The EB-PVD ceramic coating has typical columnar grains with a nanometer-scale gap, allowing large strain tolerance during thermal cycling. The ceramic/bond coating interface is much smoother in comparison to that of APS, which results in a relative smaller adhesion capacity. The growth of a TGO at the ceramic/bond interface is widely considered as the key factor to spallation of protective layers. As a ceramiclike material, the TGO layer shows greater cohesion to the ceramic coating than that of a metal bond coating, and thus, the TGO/metal interface becomes the weak area to produce delamination [37]. The recognized spallation criterion is that the strain energy within the oxide layer is equal to the energy required to produce decohesion at the oxide/bond coating interface. Therefore, the limit state function of interface failure of TBCs produced by EB-PVD can be expressed as [37]

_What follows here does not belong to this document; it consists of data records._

//! The per-study configuration document: name/id bimaps for samples, files
//! and cohorts, the indexed-file set, the samples-in-file map, variable
//! sets, and the batch-operation history. Read-mostly; mutated only while
//! holding the study lock.

use crate::error::CatalogError;
use crate::{CohortId, FileId, SampleId, StudyId};
use chrono::{DateTime, Utc};
use serde::{Deserialize, Serialize};
use std::collections::{BTreeMap, BTreeSet, HashMap};

/// A name<->id bimap. Both directions are kept consistent: an insert that
/// would map an existing name to a different id (or vice versa) is refused.
#[derive(Debug, Clone, Default, PartialEq, Eq, Serialize, Deserialize)]
pub struct StringIdBimap {
    forward: HashMap<String, i64>,
    #[serde(skip)]
    inverse: HashMap<i64, String>,
}

impl StringIdBimap {
    pub fn new() -> Self {
        Self::default()
    }

    pub fn insert(&mut self, name: &str, id: i64) -> Result<(), CatalogError> {
        match self.forward.get(name) {
            Some(existing) if *existing != id => {
                return Err(CatalogError::Conflict(format!(
                    "'{name}' is already registered with id {existing}"
                )));
            }
            _ => {}
        }
        match self.inverse.get(&id) {
            Some(existing) if existing != name => {
                return Err(CatalogError::Conflict(format!(
                    "id {id} is already registered with name '{existing}'"
                )));
            }
            _ => {}
        }
        self.forward.insert(name.to_string(), id);
        self.inverse.insert(id, name.to_string());
        Ok(())
    }

    pub fn id(&self, name: &str) -> Option<i64> {
        self.forward.get(name).copied()
    }

    pub fn name(&self, id: i64) -> Option<&str> {
        self.inverse.get(&id).map(|s| s.as_str())
    }

    pub fn contains_id(&self, id: i64) -> bool {
        self.inverse.contains_key(&id)
    }

    pub fn len(&self) -> usize {
        self.forward.len()
    }

    pub fn is_empty(&self) -> bool {
        self.forward.is_empty()
    }

    pub fn ids(&self) -> impl Iterator<Item = i64> + '_ {
        self.forward.values().copied()
    }

    pub fn max_id(&self) -> Option<i64> {
        self.forward.values().max().copied()
    }

    /// Rebuild the inverse map after deserialization; the inverse side is
    /// not persisted.
    pub fn reindex(&mut self) {
        self.inverse = self
            .forward
            .iter()
            .map(|(name, id)| (*id, name.clone()))
            .collect();
    }
}

#[derive(Debug, Clone, PartialEq, Eq, Serialize, Deserialize)]
pub struct Variable {
    pub name: String,
    #[serde(rename = "type")]
    pub kind: String,
    #[serde(default)]
    pub required: bool,
}

#[derive(Debug, Clone, PartialEq, Eq, Serialize, Deserialize)]
pub struct VariableSet {
    pub id: i64,
    pub name: String,
    /// Confidential variable sets additionally require
    /// `CONFIDENTIAL_VARIABLE_SET_ACCESS` at study level.
    #[serde(default)]
    pub confidential: bool,
    #[serde(default)]
    pub variables: Vec<Variable>,
}

/// One step of a batch operation's chronologically ordered history.
#[derive(
    Debug,
    Clone,
    Copy,
    PartialEq,
    Eq,
    Serialize,
    Deserialize,
    strum::Display,
    strum::EnumString,
)]
#[strum(serialize_all = "SCREAMING_SNAKE_CASE")]
#[serde(rename_all = "SCREAMING_SNAKE_CASE")]
pub enum OperationStatus {
    Ready,
    Running,
    Done,
    Error,
}

#[derive(Debug, Clone, PartialEq, Eq, Serialize, Deserialize)]
pub struct StatusEntry {
    pub status: OperationStatus,
    pub at: DateTime<Utc>,
}

/// A named, typed unit of work over a file set, with an append-only status
/// history. Admission of new operations is arbitrated in `study-config`.
#[derive(Debug, Clone, PartialEq, Eq, Serialize, Deserialize)]
pub struct BatchOperation {
    pub name: String,
    pub file_ids: Vec<FileId>,
    /// Free-form discriminator, e.g. "index" or "annotate". Matched exactly
    /// when deciding whether a new request is the *same* operation.
    pub kind: String,
    pub created_at: DateTime<Utc>,
    pub history: Vec<StatusEntry>,
}

impl BatchOperation {
    pub fn new(name: &str, file_ids: Vec<FileId>, kind: &str, now: DateTime<Utc>) -> Self {
        Self {
            name: name.to_string(),
            file_ids,
            kind: kind.to_string(),
            created_at: now,
            history: vec![StatusEntry {
                status: OperationStatus::Ready,
                at: now,
            }],
        }
    }

    pub fn current_status(&self) -> OperationStatus {
        self.history
            .last()
            .map(|e| e.status)
            .unwrap_or(OperationStatus::Ready)
    }

    pub fn push_status(&mut self, status: OperationStatus, now: DateTime<Utc>) {
        self.history.push(StatusEntry { status, at: now });
    }

    /// Whether another request names this same operation.
    pub fn same_operation(&self, name: &str, file_ids: &[FileId], kind: &str) -> bool {
        self.name == name && self.file_ids == file_ids && self.kind == kind
    }
}

#[derive(Debug, Clone, PartialEq, Eq, Serialize, Deserialize)]
pub struct StudyConfiguration {
    pub study_id: StudyId,
    pub study_name: String,
    #[serde(default)]
    pub sample_ids: StringIdBimap,
    #[serde(default)]
    pub file_ids: StringIdBimap,
    #[serde(default)]
    pub cohort_ids: StringIdBimap,
    #[serde(default)]
    pub indexed_files: BTreeSet<FileId>,
    #[serde(default)]
    pub samples_in_file: BTreeMap<FileId, BTreeSet<SampleId>>,
    #[serde(default)]
    pub variable_sets: Vec<VariableSet>,
    #[serde(default)]
    pub batch_operations: Vec<BatchOperation>,
    /// Monotonic; bumped by the adaptor on every persisted update and used
    /// for optimistic cache reads.
    pub timestamp: i64,
}

impl StudyConfiguration {
    pub fn new(study_id: StudyId, study_name: &str) -> Self {
        Self {
            study_id,
            study_name: study_name.to_string(),
            sample_ids: StringIdBimap::new(),
            file_ids: StringIdBimap::new(),
            cohort_ids: StringIdBimap::new(),
            indexed_files: BTreeSet::new(),
            samples_in_file: BTreeMap::new(),
            variable_sets: Vec::new(),
            batch_operations: Vec::new(),
            timestamp: 0,
        }
    }

    pub fn cohort_id(&self, name: &str) -> Option<CohortId> {
        self.cohort_ids.id(name)
    }

    /// Rebuild the non-persisted inverse indexes after deserialization.
    pub fn reindex(&mut self) {
        self.sample_ids.reindex();
        self.file_ids.reindex();
        self.cohort_ids.reindex();
    }
}

#[cfg(test)]
mod tests {
    use super::*;

    #[test]
    fn bimap_consistency() {
        let mut map = StringIdBimap::new();
        map.insert("s1", 10).unwrap();
        map.insert("s1", 10).unwrap(); // re-insert of the same pair is fine
        k9::assert_equal!(map.id("s1"), Some(10));
        k9::assert_equal!(map.name(10), Some("s1"));

        let err = map.insert("s1", 11).unwrap_err();
        assert!(matches!(err, CatalogError::Conflict(_)), "{err:?}");
        let err = map.insert("s2", 10).unwrap_err();
        assert!(matches!(err, CatalogError::Conflict(_)), "{err:?}");
        k9::assert_equal!(map.len(), 1);
    }

    #[test]
    fn bimap_reindex_round_trips_through_serde() {
        let mut map = StringIdBimap::new();
        map.insert("s1", 10).unwrap();
        map.insert("s2", 11).unwrap();
        let json = serde_json::to_string(&map).unwrap();
        let mut restored: StringIdBimap = serde_json::from_str(&json).unwrap();
        restored.reindex();
        k9::assert_equal!(restored.name(11), Some("s2"));
    }

    #[test]
    fn batch_operation_history_is_chronological() {
        let t0 = Utc::now();
        let mut op = BatchOperation::new("load", vec![1, 2], "index", t0);
        k9::assert_equal!(op.current_status(), OperationStatus::Ready);
        op.push_status(OperationStatus::Running, t0);
        op.push_status(OperationStatus::Error, t0);
        k9::assert_equal!(op.current_status(), OperationStatus::Error);
        k9::assert_equal!(op.history.len(), 3);
    }
}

$$\begin{aligned} Z=\gamma _{\mathrm{F}} -E_{\mathrm{TGO}} \left( {1-\nu } \right) \left( {\Delta \alpha \Delta T} \right) ^{2}h=0, \end{aligned}$$
(24)

where \(E_{\mathrm{TGO}} \) is the Young’s modulus of the TGO, \(\nu \) is Poisson’s ratio, h is the oxide thickness, and \(\gamma _{\mathrm{F}} \) is the energy required per unit area to produce an interfacial fracture. Based on experimental results [32, 3844], the mean values, deviations, and distributions of parameters in Eq. (24) are given in Table 2. Among these parameters, \(E_{\mathrm{TGO}} \) and the parameter \(\gamma _{\mathrm{F}} \) are satisfied by the Weibull distribution, with mean values of 50 J/m\(^{2}\) and 380 GPa and deviations of 5 J/m\(^{2}\) and 100 GPa, respectively. The Poisson’s ratio \(\nu \) of the TGO is approximately 0.23. The other parameters are assumed to be normally distributed.

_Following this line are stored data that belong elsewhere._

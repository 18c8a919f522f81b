use serde::{Deserialize, Serialize};
use std::time::Duration;

const MAX_PROBE_TIMEOUT: Duration = Duration::from_secs(30);

#[derive(Deserialize, Serialize, Debug, Clone, PartialEq, Eq)]
pub struct QueueConfig {
    pub name: String,
    /// Tool names routed to this queue, matched case-insensitively.
    #[serde(default)]
    pub tools: Vec<String>,
}

#[derive(Deserialize, Serialize, Debug, Clone)]
pub struct SchedulerConfig {
    #[serde(default = "SchedulerConfig::default_qsub")]
    pub qsub_binary: String,

    #[serde(default = "SchedulerConfig::default_qstat")]
    pub qstat_binary: String,

    #[serde(default = "SchedulerConfig::default_qacct")]
    pub qacct_binary: String,

    /// Queue used when no non-default queue claims the tool.
    pub default_queue: String,

    #[serde(default)]
    pub queues: Vec<QueueConfig>,

    /// Seconds to wait for a scheduler probe before giving up.
    #[serde(default = "SchedulerConfig::default_probe_timeout_secs")]
    pub probe_timeout_secs: u64,
}

impl SchedulerConfig {
    fn default_qsub() -> String {
        "qsub".to_string()
    }

    fn default_qstat() -> String {
        "qstat".to_string()
    }

    fn default_qacct() -> String {
        "qacct".to_string()
    }

    fn default_probe_timeout_secs() -> u64 {
        10
    }

    /// The configured probe timeout, capped at 30 seconds.
    pub fn probe_timeout(&self) -> Duration {
        Duration::from_secs(self.probe_timeout_secs).min(MAX_PROBE_TIMEOUT)
    }

    /// Select the queue for a tool. Non-default queues are scanned in
    /// order and a later match overwrites an earlier one; this
    /// iterate-and-overwrite behavior is long-standing and kept as is.
    pub fn queue_for_tool(&self, tool: &str) -> &str {
        let mut selected = self.default_queue.as_str();
        for queue in &self.queues {
            if queue.name == self.default_queue {
                continue;
            }
            if queue
                .tools
                .iter()
                .any(|t| t.eq_ignore_ascii_case(tool))
            {
                selected = &queue.name;
            }
        }
        selected
    }
}

#[cfg(test)]
mod tests {
    use super::*;

    fn config(queues: &[(&str, &[&str])]) -> SchedulerConfig {
        SchedulerConfig {
            qsub_binary: SchedulerConfig::default_qsub(),
            qstat_binary: SchedulerConfig::default_qstat(),
            qacct_binary: SchedulerConfig::default_qacct(),
            default_queue: "all.q".to_string(),
            queues: queues
                .iter()
                .map(|(name, tools)| QueueConfig {
                    name: name.to_string(),
                    tools: tools.iter().map(|t| t.to_string()).collect(),
                })
                .collect(),
            probe_timeout_secs: 10,
        }
    }

    #[test]
    fn unclaimed_tool_goes_to_the_default_queue() {
        let config = config(&[("fast.q", &["bwa"])]);
        k9::assert_equal!(config.queue_for_tool("samtools"), "all.q");
    }

    #[test]
    fn tool_match_is_case_insensitive() {
        let config = config(&[("fast.q", &["BWA"])]);
        k9::assert_equal!(config.queue_for_tool("bwa"), "fast.q");
    }

    #[test]
    fn queue_for_tool_last_match_wins() {
        // two non-default queues both claim gatk; iterate-and-overwrite
        // means the later one is selected
        let config = config(&[("fast.q", &["gatk"]), ("himem.q", &["gatk"])]);
        k9::assert_equal!(config.queue_for_tool("gatk"), "himem.q");
    }

    #[test]
    fn the_default_queue_never_claims_a_tool() {
        // a tools list on the default queue is ignored by selection
        let config = config(&[("all.q", &["bwa"]), ("fast.q", &["bwa"])]);
        k9::assert_equal!(config.queue_for_tool("bwa"), "fast.q");
    }

    #[test]
    fn probe_timeout_is_capped() {
        let mut config = config(&[]);
        config.probe_timeout_secs = 120;
        k9::assert_equal!(config.probe_timeout(), Duration::from_secs(30));
        config.probe_timeout_secs = 5;
        k9::assert_equal!(config.probe_timeout(), Duration::from_secs(5));
    }

    #[test]
    fn config_parses_from_toml_with_defaults() {
        let config: SchedulerConfig = toml::from_str(
            r#"
            default_queue = "all.q"

            [[queues]]
            name = "fast.q"
            tools = ["bwa"]
            "#,
        )
        .unwrap();
        k9::assert_equal!(config.qsub_binary, "qsub");
        k9::assert_equal!(config.probe_timeout_secs, 10);
        k9::assert_equal!(config.queue_for_tool("bwa"), "fast.q");
    }
}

Similarly, the failure probability is estimated by the second-order second moment reliability method. Substituting these parameters into the estimation algorithm, the failure probability of EB-PVD spallation is approximately 46.92%. Figure 6 shows the relationships between the failure probability and the nondimensional variables in Eq. (24). Similar to the results of APS coating, the risk probability decreases with the increase in the nondimensional resistance parameter \(\gamma _{\mathrm{F}} /(E_{\mathrm{TGO}} h)\) and increases with the rise of the nondimensional load parameter \(\Delta \alpha \Delta T\). Fitting these curves with a quadratic function in Eq. (19), the sensitivity factors for EB-PVD coatings can be determined. As shown in Fig. 7, the thermal strain due to the temperature drop and the difference in thermal expansion coefficients virtually control the reliability of the TBCs, which are in good agreement with their failure mechanism [37].

Fig. 7
figure 7

Sensitivity factors of nondimensional variables in spallation of EB-PVD ceramic coating

It is worth noting that the accuracy of the parameters of TBCs is important for the reliability assessment. Though the parameters used in this work fall within a reasonable range, we must admit that our work is incomplete. The result should only be compared with experiments conducted to ascertain precision. We are still working on the collection and measurement of reasonable parameters to improve the reliability assessment.

5 Conclusions

A reliability assessment method for the interface failure of TBCs has been established based on a failure probability analysis. The interface failure of two kinds of TBC with different mechanisms was analyzed. It is shown that the failure probabilities are 40.64 % and 46.92 %, indicating that these TBCs cannot meet design requirements under severe circumstances. For both TBCs, the temperature drop of load-related parameters and the thermal mismatch in material-related parameters mainly control their reliabilities. Under temperature cycling, the load can be regarded as the product of thermal mismatch and temperature drop, and thus the load-related parameters have a more significant effect on the uncertainty of service reliability in comparison to material or geometry-related parameters. It is also shown that reliability can be improved by increasing the resistance index of TBCs. Therefore, such a methodology provides a quantitative way to assess the risk level and further tailor specific designs with a given reliability.